(Collected data entries)
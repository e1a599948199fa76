use std::path::PathBuf;

use serde::Deserialize;

use gazelog_log::loader::LoadOptions;
use gazelog_log::naming::LogNaming;
use gazelog_log::recorder::RecorderConfig;
use gazelog_replay::cursor::{ReplayConfig, ReplayMode};
use gazelog_replay::smoother::SmootherConfig;

/// Session configuration file, TOML. Every section and key is optional and
/// falls back to the recorder/replayer defaults.
#[derive(Debug, Default, Deserialize)]
#[serde(default)]
pub struct SessionConfig {
    pub data: DataSection,
    pub recorder: RecorderSection,
    pub loader: LoaderSection,
    pub replay: ReplaySection,
    pub smoothing: SmoothingSection,
}

#[derive(Debug, Deserialize)]
#[serde(default)]
pub struct DataSection {
    pub directory: PathBuf,
    pub base_name: String,
    pub extension: String,
    pub overwrite: bool,
    pub max_file_count: u32,
    pub flush_threshold: usize,
}

impl Default for DataSection {
    fn default() -> Self {
        let defaults = RecorderConfig::default();
        Self {
            directory: defaults.directory,
            base_name: defaults.base_name,
            extension: defaults.extension,
            overwrite: defaults.overwrite,
            max_file_count: defaults.max_file_count,
            flush_threshold: defaults.flush_threshold,
        }
    }
}

#[derive(Debug, Deserialize)]
#[serde(default)]
pub struct RecorderSection {
    pub raycast: bool,
}

impl Default for RecorderSection {
    fn default() -> Self {
        Self { raycast: true }
    }
}

#[derive(Debug, Deserialize)]
#[serde(default)]
pub struct LoaderSection {
    pub load_invalid: bool,
}

impl Default for LoaderSection {
    fn default() -> Self {
        Self { load_invalid: true }
    }
}

#[derive(Debug, Deserialize)]
#[serde(default)]
pub struct ReplaySection {
    /// Sync playback to wall-clock elapsed time instead of stepping one
    /// record per tick.
    pub sync_time: bool,
    pub file_index: u32,
    pub catch_up_cap: u32,
}

impl Default for ReplaySection {
    fn default() -> Self {
        let defaults = ReplayConfig::default();
        Self {
            sync_time: false,
            file_index: defaults.file_index,
            catch_up_cap: defaults.catch_up_cap,
        }
    }
}

#[derive(Debug, Deserialize)]
#[serde(default)]
pub struct SmoothingSection {
    pub snap_floor: f32,
    pub snap_ceiling: f32,
    pub speed: f32,
    pub pupil_scale: f32,
}

impl Default for SmoothingSection {
    fn default() -> Self {
        let defaults = SmootherConfig::default();
        Self {
            snap_floor: defaults.snap_floor,
            snap_ceiling: defaults.snap_ceiling,
            speed: defaults.speed,
            pupil_scale: defaults.pupil_scale,
        }
    }
}

impl SessionConfig {
    pub fn recorder_config(&self) -> RecorderConfig {
        RecorderConfig {
            directory: self.data.directory.clone(),
            base_name: self.data.base_name.clone(),
            extension: self.data.extension.clone(),
            overwrite: self.data.overwrite,
            raycast: self.recorder.raycast,
            max_file_count: self.data.max_file_count,
            flush_threshold: self.data.flush_threshold,
        }
    }

    pub fn naming(&self) -> LogNaming {
        LogNaming::new(
            self.data.directory.clone(),
            &self.data.base_name,
            &self.data.extension,
        )
    }

    pub fn load_options(&self) -> LoadOptions {
        LoadOptions {
            load_invalid: self.loader.load_invalid,
        }
    }

    pub fn replay_config(&self) -> ReplayConfig {
        ReplayConfig {
            mode: if self.replay.sync_time {
                ReplayMode::TimeSync
            } else {
                ReplayMode::Step
            },
            file_index: self.replay.file_index,
            catch_up_cap: self.replay.catch_up_cap,
        }
    }

    pub fn smoother_config(&self) -> SmootherConfig {
        SmootherConfig {
            snap_floor: self.smoothing.snap_floor,
            snap_ceiling: self.smoothing.snap_ceiling,
            speed: self.smoothing.speed,
            pupil_scale: self.smoothing.pupil_scale,
        }
    }
}

/// Read a session config from a TOML file.
pub fn load_session_config(path: &str) -> anyhow::Result<SessionConfig> {
    let content = std::fs::read_to_string(path)?;
    let config: SessionConfig = toml::from_str(&content)?;
    Ok(config)
}
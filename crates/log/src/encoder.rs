use gazelog_common::{GazeTarget, RawSample, Record, SceneQuery, Vec2, ViewportProjector};

/// Turns raw tracker samples into fixed-shape records.
///
/// Carries the last tracked surface distance so every record has a defined
/// distance, even when the ray misses or raycasting is switched off.
pub struct SampleEncoder {
    raycast: bool,
    last_distance: f32,
}

impl SampleEncoder {
    pub fn new(raycast: bool) -> Self {
        Self {
            raycast,
            last_distance: 0.0,
        }
    }

    /// Encode one raw sample captured at session-relative `timestamp`.
    /// An absent sample yields no record, never a zero-filled one.
    pub fn encode(
        &mut self,
        raw: Option<RawSample>,
        timestamp: f64,
        scene: Option<&dyn SceneQuery>,
        projector: &dyn ViewportProjector,
    ) -> Option<Record> {
        let raw = raw?;

        let valid = raw.gaze_valid;
        // The viewport point is only meaningful on valid samples; invalid
        // ones keep the zero default and consumers gate on `valid`.
        let viewport_point = if valid {
            projector.project(raw.direction)
        } else {
            Vec2::ZERO
        };

        let mut object_name = GazeTarget::None;
        let mut distance = self.last_distance;
        if self.raycast {
            if let Some(hit) = scene.and_then(|s| s.cast(raw.origin, raw.direction)) {
                distance = hit.distance;
                self.last_distance = distance;
                object_name = GazeTarget::Object(hit.name);
            }
        } else {
            object_name = GazeTarget::NotTracked;
        }

        Some(Record {
            valid,
            timestamp,
            viewport_point,
            origin: raw.origin,
            direction: raw.direction,
            distance,
            object_name,
            pupils_valid: raw.left.pupil_valid && raw.right.pupil_valid,
            // Mean diameter in millimeters, computed regardless of validity.
            pupil_size: (raw.left.pupil_diameter + raw.right.pupil_diameter) / 2.0 * 1000.0,
        })
    }

    pub fn set_raycast(&mut self, enabled: bool) {
        self.raycast = enabled;
    }

    pub fn raycast(&self) -> bool {
        self.raycast
    }

    /// The distance that will be carried into the next record when nothing
    /// is hit.
    pub fn last_distance(&self) -> f32 {
        self.last_distance
    }
}
use std::time::{Duration, Instant};

use gazelog_common::{GazeLogError, RenderSink};
use gazelog_log::loader::LogLoader;
use gazelog_log::recorder::Recorder;
use gazelog_replay::cursor::ReplayCursor;
use gazelog_replay::smoother::PositionSmoother;

mod demo;
mod session;

use demo::{ConsoleSink, ForwardProjector, PanelField, ScriptedSource};
use session::SessionConfig;

fn main() -> anyhow::Result<()> {
    tracing_subscriber::fmt::init();

    let args: Vec<String> = std::env::args().collect();
    let cmd = args.get(1).map(|s| s.as_str()).unwrap_or("demo");

    let seconds = parse_flag_value(&args, "--seconds").unwrap_or(3);
    let tick_ms = parse_flag_value(&args, "--tick-ms").unwrap_or(16);
    let file_index = parse_flag_value(&args, "--file").map(|v| v as u32);
    let config = match parse_flag_string(&args, "--config") {
        Some(path) => session::load_session_config(&path)?,
        None => SessionConfig::default(),
    };

    match cmd {
        "record" => run_record(&config, seconds, tick_ms)?,
        "replay" => run_replay(&config, file_index, tick_ms)?,
        "demo" => {
            run_record(&config, seconds, tick_ms)?;
            run_replay(&config, file_index, tick_ms)?;
        }
        _ => {
            eprintln!("Usage: gazelog [record|replay|demo] [--config <file.toml>]");
            eprintln!("       [--seconds <n>] [--tick-ms <ms>] [--file <index>]");
            std::process::exit(1);
        }
    }

    Ok(())
}

fn parse_flag_value(args: &[String], flag: &str) -> Option<u64> {
    args.iter()
        .position(|a| a == flag)
        .and_then(|i| args.get(i + 1))
        .and_then(|v| v.parse().ok())
}

fn parse_flag_string(args: &[String], flag: &str) -> Option<String> {
    args.iter()
        .position(|a| a == flag)
        .and_then(|i| args.get(i + 1))
        .map(|v| v.clone())
}

/// Record a scripted gaze sweep against the demo panel room. The clock is
/// synthetic, so the whole session writes as fast as samples encode.
fn run_record(config: &SessionConfig, seconds: u64, tick_ms: u64) -> anyhow::Result<()> {
    println!("=== gazelog record ===");

    let mut recorder = Recorder::new(config.recorder_config());
    let scene = PanelField::demo_room();
    let projector = ForwardProjector;
    let duration = seconds as f64;
    let mut source = ScriptedSource::new(duration);

    recorder.start_recording()?;

    let tick = tick_ms as f64 / 1000.0;
    let ticks = (duration / tick).ceil() as u64;
    let mut drained = 0;
    for i in 0..ticks {
        let now = i as f64 * tick;
        source.emit(now, 4);
        drained += recorder.tick(now, &mut source, Some(&scene), &projector);
    }

    let written = recorder.stop_recording()?;
    println!("drained {drained} samples; final flush wrote {written} records\n");
    Ok(())
}

/// Replay the recorded file against the wall clock, printing gaze target
/// changes and blink edges as they play back.
fn run_replay(
    config: &SessionConfig,
    file_index: Option<u32>,
    tick_ms: u64,
) -> anyhow::Result<()> {
    println!("=== gazelog replay ===");

    let mut replay_config = config.replay_config();
    if let Some(index) = file_index {
        replay_config.file_index = index;
    }

    let loader = LogLoader::new(config.naming(), config.load_options());
    let mut cursor = ReplayCursor::new(loader, replay_config);
    if !cursor.initialize() {
        return Err(GazeLogError::NotReady(
            "no records to replay; run `gazelog record` first".to_string(),
        )
        .into());
    }

    let mut smoother = PositionSmoother::new(config.smoother_config());
    let mut sink = ConsoleSink::new();

    let clock = Instant::now();
    cursor.toggle_replay(clock.elapsed().as_secs_f64());

    let count = cursor.loader().len();
    loop {
        let now = clock.elapsed().as_secs_f64();
        if let Some(record) = cursor.tick(now) {
            let record = record.clone();
            let view = smoother.update(&record);
            sink.present(Some(&record), &view);
        }
        if cursor.index() + 1 >= count {
            break;
        }
        std::thread::sleep(Duration::from_millis(tick_ms));
    }

    let telemetry = cursor.telemetry(clock.elapsed().as_secs_f64());
    println!(
        "replayed {} of {} records in {:.2}s (drift {:+.3}s)\n",
        telemetry.index + 1,
        telemetry.count,
        telemetry.elapsed,
        telemetry.drift,
    );
    Ok(())
}
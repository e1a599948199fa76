use std::path::PathBuf;

use gazelog_common::{GazeLogError, SampleSource, SceneQuery, ViewportProjector};
use tracing::{debug, info, warn};

use crate::encoder::SampleEncoder;
use crate::naming::LogNaming;
use crate::writer::RecordingSession;

/// Recorder configuration. Rotation and overwrite are evaluated once per
/// session, at start.
#[derive(Clone, Debug)]
pub struct RecorderConfig {
    pub directory: PathBuf,
    pub base_name: String,
    pub extension: String,
    /// Delete the base file at session start instead of rotating.
    pub overwrite: bool,
    /// Collect object name and distance by casting into the scene.
    pub raycast: bool,
    /// Highest rotation suffix the probe may assign.
    pub max_file_count: u32,
    /// Buffer length at which a flush happens before further enqueues.
    pub flush_threshold: usize,
}

impl Default for RecorderConfig {
    fn default() -> Self {
        Self {
            directory: PathBuf::from("gaze-data"),
            base_name: "gaze_recording".to_string(),
            extension: "txt".to_string(),
            overwrite: false,
            raycast: true,
            max_file_count: 100,
            flush_threshold: 500,
        }
    }
}

/// Drives the capture side of the pipeline. Each tick drains every pending
/// sample from the source (recording or not, so the tracker queue never
/// backs up) and, while a session is open, encodes and buffers them.
pub struct Recorder {
    config: RecorderConfig,
    encoder: SampleEncoder,
    session: Option<RecordingSession>,
    /// Caller-supplied base name override, kept for subsequent sessions.
    session_name: Option<String>,
}

impl Recorder {
    pub fn new(config: RecorderConfig) -> Self {
        let encoder = SampleEncoder::new(config.raycast);
        Self {
            config,
            encoder,
            session: None,
            session_name: None,
        }
    }

    pub fn recording(&self) -> bool {
        self.session.is_some()
    }

    /// Open a recording session under the configured base name.
    /// Already recording is a no-op.
    pub fn start_recording(&mut self) -> Result<(), GazeLogError> {
        if self.session.is_some() {
            return Ok(());
        }

        let base_name = self
            .session_name
            .as_deref()
            .unwrap_or(&self.config.base_name);
        let naming = LogNaming::new(self.config.directory.clone(), base_name, &self.config.extension);
        let session = RecordingSession::begin(
            naming,
            self.config.overwrite,
            self.config.max_file_count,
            self.config.flush_threshold,
        )?;
        self.session = Some(session);
        info!("recording started");
        Ok(())
    }

    /// Open a recording session under a caller-supplied base name. The name
    /// is trimmed; an empty name falls back to the configured default. The
    /// override sticks for later sessions until replaced.
    pub fn start_recording_as(&mut self, name: &str) -> Result<(), GazeLogError> {
        let name = name.trim();
        if !name.is_empty() {
            self.session_name = Some(name.to_string());
        }
        self.start_recording()
    }

    /// Close the session with a final flush. Returns the records written by
    /// that flush; not recording is a no-op.
    pub fn stop_recording(&mut self) -> Result<usize, GazeLogError> {
        match self.session.take() {
            Some(session) => {
                let written = session.finish()?;
                info!("recording stopped");
                Ok(written)
            }
            None => Ok(0),
        }
    }

    pub fn toggle_recording(&mut self) -> Result<(), GazeLogError> {
        if self.recording() {
            self.stop_recording()?;
        } else {
            self.start_recording()?;
        }
        info!(recording = self.recording(), "recording toggled");
        Ok(())
    }

    /// One cooperative tick at session-relative time `now`. Returns the
    /// number of samples drained. Flush failures are reported and leave the
    /// records buffered for the next attempt; they never end the session.
    pub fn tick(
        &mut self,
        now: f64,
        source: &mut dyn SampleSource,
        scene: Option<&dyn SceneQuery>,
        projector: &dyn ViewportProjector,
    ) -> usize {
        if !source.connected() {
            return 0;
        }

        let mut drained = 0;
        while source.pending() > 0 {
            let raw = source.next_sample();
            drained += 1;

            if let Some(session) = self.session.as_mut() {
                let record = self.encoder.encode(raw, now, scene, projector);
                if let Err(e) = session.enqueue(record) {
                    match e {
                        GazeLogError::RotationExhausted { .. } => {
                            // Already reported once at session start.
                            debug!("flush refused: {e}");
                        }
                        _ => warn!(error = %e, "flush failed; records stay buffered"),
                    }
                }
            }
        }
        drained
    }

    /// Records currently buffered in the open session.
    pub fn buffered(&self) -> usize {
        self.session.as_ref().map_or(0, RecordingSession::buffered)
    }

    pub fn session(&self) -> Option<&RecordingSession> {
        self.session.as_ref()
    }

    pub fn encoder(&self) -> &SampleEncoder {
        &self.encoder
    }
}
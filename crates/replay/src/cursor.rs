use gazelog_common::{GazeLogError, Record};
use gazelog_log::loader::LogLoader;
use tracing::{debug, info, warn};

/// How the cursor advances through the loaded sequence.
#[derive(Clone, Copy, Debug, Default, PartialEq, Eq)]
pub enum ReplayMode {
    /// One record per tick.
    #[default]
    Step,
    /// Catch the current record's timestamp up to elapsed playback time.
    TimeSync,
}

#[derive(Clone, Copy, Debug)]
pub struct ReplayConfig {
    pub mode: ReplayMode,
    /// Rotation index of the file to load first.
    pub file_index: u32,
    /// Upper bound on catch-up iterations in one tick.
    pub catch_up_cap: u32,
}

impl Default for ReplayConfig {
    fn default() -> Self {
        Self {
            mode: ReplayMode::Step,
            file_index: 0,
            catch_up_cap: 10_000,
        }
    }
}

/// Timing telemetry for the host, sampled once per tick.
#[derive(Clone, Copy, Debug, Default, PartialEq)]
pub struct ReplayTelemetry {
    pub index: usize,
    pub count: usize,
    /// Accumulated playback time in seconds.
    pub elapsed: f64,
    /// Elapsed time minus the current record's session-relative timestamp;
    /// positive means playback is running ahead of the data.
    pub drift: f64,
    pub playing: bool,
    pub rewinding: bool,
}

/// Drives a "current record" through a loaded sequence, either by discrete
/// steps or by matching record timestamps against wall-clock elapsed time,
/// with pause and rewind.
///
/// All time parameters are the host's monotonic clock in seconds; the
/// cursor never reads a clock itself.
pub struct ReplayCursor {
    loader: LogLoader,
    config: ReplayConfig,
    file_index: u32,
    index: usize,
    /// Timestamp of the first record, subtracted from every comparison.
    start_time: f64,
    /// Host time at which playback last resumed or changed direction.
    resume_time: f64,
    /// Play time accumulated across pauses and direction changes.
    total_time: f64,
    playing: bool,
    rewinding: bool,
    initialized: bool,
}

impl ReplayCursor {
    pub fn new(loader: LogLoader, config: ReplayConfig) -> Self {
        Self {
            loader,
            file_index: config.file_index,
            config,
            index: 0,
            start_time: 0.0,
            resume_time: 0.0,
            total_time: 0.0,
            playing: false,
            rewinding: false,
            initialized: false,
        }
    }

    /// Load the configured file and point the cursor at its first record.
    /// Returns false when nothing usable was loaded, a recoverable state;
    /// callers simply retry on a later tick.
    pub fn initialize(&mut self) -> bool {
        if self.initialized {
            return true;
        }
        self.playing = false;

        self.loader.load(self.file_index, false);
        let Some(first) = self.loader.get(0) else {
            debug!(file = self.file_index, "no records to replay");
            return false;
        };

        self.index = 0;
        self.start_time = first.timestamp;
        self.resume_time = first.timestamp;
        self.total_time = 0.0;
        self.initialized = true;
        info!(
            file = self.file_index,
            records = self.loader.len(),
            "replay initialized"
        );
        true
    }

    /// One cooperative tick at host time `now`. Retries initialization if
    /// needed, advances while playing, and returns the current record.
    pub fn tick(&mut self, now: f64) -> Option<&Record> {
        if !self.initialized && !self.initialize() {
            return None;
        }
        if self.playing {
            match self.config.mode {
                ReplayMode::Step => self.step(),
                ReplayMode::TimeSync => {
                    if let Err(e) = self.sync_to_time(now) {
                        warn!(error = %e, "catch-up aborted for this tick");
                    }
                }
            }
        }
        self.loader.get(self.index)
    }

    /// Move one record in the rewind-aware direction, clamped to bounds.
    pub fn step(&mut self) {
        if self.rewinding {
            self.index = self.index.saturating_sub(1);
        } else if self.index + 1 < self.loader.len() {
            self.index += 1;
        }
    }

    /// Advance until the current record's session-relative timestamp has
    /// caught up with elapsed playback time, stopping at the sequence bound
    /// in the direction of travel. The loop is capped; an overrun aborts
    /// this tick's catch-up (playback itself continues next tick).
    pub fn sync_to_time(&mut self, now: f64) -> Result<(), GazeLogError> {
        let count = self.loader.len();
        if count == 0 {
            return Ok(());
        }

        let mut iterations: u32 = 0;
        while self.needs_sync(now) && self.in_bounds(count) {
            if iterations >= self.config.catch_up_cap {
                return Err(GazeLogError::CatchUpAborted {
                    cap: self.config.catch_up_cap,
                    index: self.index,
                });
            }
            iterations += 1;
            self.step();
        }
        Ok(())
    }

    fn in_bounds(&self, count: usize) -> bool {
        if self.rewinding {
            self.index > 0
        } else {
            self.index + 1 < count
        }
    }

    fn needs_sync(&self, now: f64) -> bool {
        let Some(record) = self.loader.get(self.index) else {
            return false;
        };
        let timestamp = record.timestamp - self.start_time;
        if self.rewinding {
            timestamp > self.elapsed(now)
        } else {
            timestamp < self.elapsed(now)
        }
    }

    /// Pause or resume playback. Pausing folds the open span into the
    /// accumulated total (negated while rewinding); resuming records the
    /// resume timestamp. Resuming an uninitialized cursor attempts
    /// initialization and stays paused on failure.
    pub fn toggle_replay(&mut self, now: f64) {
        self.playing = !self.playing;

        if self.playing {
            self.resume_time = now;
            if !self.initialized {
                self.playing = self.initialize();
            }
        } else {
            let span = now - self.resume_time;
            self.total_time += if self.rewinding { -span } else { span };
        }
    }

    /// Flip playback direction. The open span is folded into the total
    /// exactly as pausing would and the resume timestamp resets, so no
    /// elapsed time is lost or double-counted across the change.
    pub fn toggle_rewind(&mut self, now: f64) {
        if self.playing {
            let span = now - self.resume_time;
            self.total_time += if self.rewinding { -span } else { span };
        }
        self.rewinding = !self.rewinding;
        self.resume_time = now;
    }

    /// Total elapsed playback time as of `now`. While paused this is just
    /// the accumulated total.
    pub fn elapsed(&self, now: f64) -> f64 {
        if !self.playing {
            return self.total_time;
        }
        let span = now - self.resume_time;
        self.total_time + if self.rewinding { -span } else { span }
    }

    /// Switch to another rotated file; the target must exist. With `reload`
    /// the cursor re-initializes immediately. Returns whether the switch
    /// happened.
    pub fn set_file_index(&mut self, index: u32, reload: bool) -> bool {
        if !self.loader.file_exists(index) {
            warn!(index, "no data file at that index");
            return false;
        }
        self.file_index = index;
        if reload {
            self.initialized = false;
            return self.initialize();
        }
        true
    }

    /// Move to the next rotated file, if present.
    pub fn next_file(&mut self) -> bool {
        self.set_file_index(self.file_index + 1, true)
    }

    /// Move to the previous rotated file, if present.
    pub fn prev_file(&mut self) -> bool {
        if self.file_index == 0 {
            return false;
        }
        self.set_file_index(self.file_index - 1, true)
    }

    pub fn telemetry(&self, now: f64) -> ReplayTelemetry {
        let elapsed = self.elapsed(now);
        let drift = self
            .loader
            .get(self.index)
            .map(|r| elapsed - (r.timestamp - self.start_time))
            .unwrap_or(0.0);
        ReplayTelemetry {
            index: self.index,
            count: self.loader.len(),
            elapsed,
            drift,
            playing: self.playing,
            rewinding: self.rewinding,
        }
    }

    pub fn current(&self) -> Option<&Record> {
        self.loader.get(self.index)
    }

    pub fn index(&self) -> usize {
        self.index
    }

    pub fn file_index(&self) -> u32 {
        self.file_index
    }

    pub fn playing(&self) -> bool {
        self.playing
    }

    pub fn rewinding(&self) -> bool {
        self.rewinding
    }

    pub fn is_initialized(&self) -> bool {
        self.initialized
    }

    pub fn loader(&self) -> &LogLoader {
        &self.loader
    }
}
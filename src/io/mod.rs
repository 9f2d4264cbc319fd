// SPDX-FileCopyrightText: 2026 ArcheBase
//
// SPDX-License-Identifier: MulanPSL-2.0

//! File input/output.
//!
//! - [`FormatHandler`] / [`ParsedFile`] - the format seam
//! - [`FormatRegistry`] - ordered handler registry
//! - [`loader`] - auto-detecting load and save dispatch
//! - [`TdiFormat`] - the built-in tabular text format

pub mod handler;
pub mod loader;
pub mod registry;
pub mod tdi;

pub use handler::{FormatHandler, ParsedFile};
pub use loader::{LoadOptions, SaveOptions};
pub use registry::FormatRegistry;
pub use tdi::TdiFormat;
// SPDX-FileCopyrightText: 2026 ArcheBase
//
// SPDX-License-Identifier: MulanPSL-2.0

//! Column selection.
//!
//! A [`ColumnSelector`] names one or more columns by position, header
//! text, header pattern or assigned role. Resolution is explicit about
//! its precedence so callers get the same column for the same selector
//! regardless of header contents.

use regex::Regex;

use crate::core::error::{DataError, Result};
use crate::core::setas::{ColumnRoles, Role};

/// A way of naming columns.
#[derive(Debug, Clone)]
pub enum ColumnSelector {
    /// Positional index
    Index(usize),
    /// Exact header match, falling back to substring match
    Name(String),
    /// Regular-expression match against headers
    Pattern(Regex),
    /// Every column assigned the given role
    Role(Role),
}

impl ColumnSelector {
    /// Resolve to the first matching column index.
    ///
    /// Name selectors try an exact header match before a substring
    /// match, so a header that happens to contain another header's text
    /// never shadows the exact one.
    pub fn find_column(&self, headers: &[String], roles: &ColumnRoles) -> Result<usize> {
        match self {
            ColumnSelector::Index(ix) => {
                if *ix < headers.len() {
                    Ok(*ix)
                } else {
                    Err(DataError::index_out_of_range(*ix, headers.len()))
                }
            }
            ColumnSelector::Name(name) => {
                if let Some(ix) = headers.iter().position(|h| h == name) {
                    return Ok(ix);
                }
                headers
                    .iter()
                    .position(|h| h.contains(name.as_str()))
                    .ok_or_else(|| DataError::column_not_found(name))
            }
            ColumnSelector::Pattern(re) => headers
                .iter()
                .position(|h| re.is_match(h))
                .ok_or_else(|| DataError::column_not_found(re.as_str())),
            ColumnSelector::Role(role) => roles
                .get(*role)
                .first()
                .ok_or_else(|| DataError::column_not_found(format!("role '{role}'"))),
        }
    }

    /// Resolve to every matching column index, in column order.
    pub fn find_columns(&self, headers: &[String], roles: &ColumnRoles) -> Result<Vec<usize>> {
        match self {
            ColumnSelector::Index(_) | ColumnSelector::Name(_) => {
                self.find_column(headers, roles).map(|ix| vec![ix])
            }
            ColumnSelector::Pattern(re) => {
                let found: Vec<usize> = headers
                    .iter()
                    .enumerate()
                    .filter(|(_, h)| re.is_match(h))
                    .map(|(ix, _)| ix)
                    .collect();
                if found.is_empty() {
                    Err(DataError::column_not_found(re.as_str()))
                } else {
                    Ok(found)
                }
            }
            ColumnSelector::Role(role) => {
                let found = roles.get(*role).indices();
                if found.is_empty() {
                    Err(DataError::column_not_found(format!("role '{role}'")))
                } else {
                    Ok(found)
                }
            }
        }
    }
}

impl From<usize> for ColumnSelector {
    fn from(ix: usize) -> Self {
        ColumnSelector::Index(ix)
    }
}

impl From<&str> for ColumnSelector {
    fn from(name: &str) -> Self {
        ColumnSelector::Name(name.to_string())
    }
}

impl From<String> for ColumnSelector {
    fn from(name: String) -> Self {
        ColumnSelector::Name(name)
    }
}

impl From<Regex> for ColumnSelector {
    fn from(re: Regex) -> Self {
        ColumnSelector::Pattern(re)
    }
}

impl From<Role> for ColumnSelector {
    fn from(role: Role) -> Self {
        ColumnSelector::Role(role)
    }
}

#[cfg(test)]
mod tests {
    use super::*;

    fn headers() -> Vec<String> {
        vec![
            "Temperature".to_string(),
            "Resistance".to_string(),
            "Resistance err".to_string(),
        ]
    }

    #[test]
    fn test_index_selector() {
        let roles = ColumnRoles::unset(3);
        let h = headers();
        assert_eq!(ColumnSelector::Index(2).find_column(&h, &roles).unwrap(), 2);
        assert!(ColumnSelector::Index(3).find_column(&h, &roles).is_err());
    }

    #[test]
    fn test_exact_name_beats_substring() {
        let roles = ColumnRoles::unset(3);
        let h = headers();
        // "Resistance" is a substring of "Resistance err" but the exact
        // header wins.
        let ix = ColumnSelector::from("Resistance").find_column(&h, &roles).unwrap();
        assert_eq!(ix, 1);
        // A pure substring still matches when no exact header exists.
        let ix = ColumnSelector::from("err").find_column(&h, &roles).unwrap();
        assert_eq!(ix, 2);
        assert!(ColumnSelector::from("Voltage").find_column(&h, &roles).is_err());
    }

    #[test]
    fn test_pattern_selector() {
        let roles = ColumnRoles::unset(3);
        let h = headers();
        let re = Regex::new("^Res").unwrap();
        assert_eq!(
            ColumnSelector::Pattern(re.clone()).find_column(&h, &roles).unwrap(),
            1
        );
        assert_eq!(
            ColumnSelector::Pattern(re).find_columns(&h, &roles).unwrap(),
            vec![1, 2]
        );
        let miss = Regex::new("^Volt").unwrap();
        assert!(ColumnSelector::Pattern(miss).find_columns(&h, &roles).is_err());
    }

    #[test]
    fn test_role_selector() {
        let mut roles = ColumnRoles::unset(3);
        roles.assign("xyy").unwrap();
        let h = headers();
        assert_eq!(
            ColumnSelector::Role(Role::X).find_column(&h, &roles).unwrap(),
            0
        );
        assert_eq!(
            ColumnSelector::Role(Role::Y).find_columns(&h, &roles).unwrap(),
            vec![1, 2]
        );
        assert!(ColumnSelector::Role(Role::Z).find_column(&h, &roles).is_err());
    }
}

> **What you will do**: What lines in the records contain the word "assigned"? Return each one.

> **Final answer**:
//! text, header pattern or assigned role. Resolution is explicit about
    /// Every column assigned the given role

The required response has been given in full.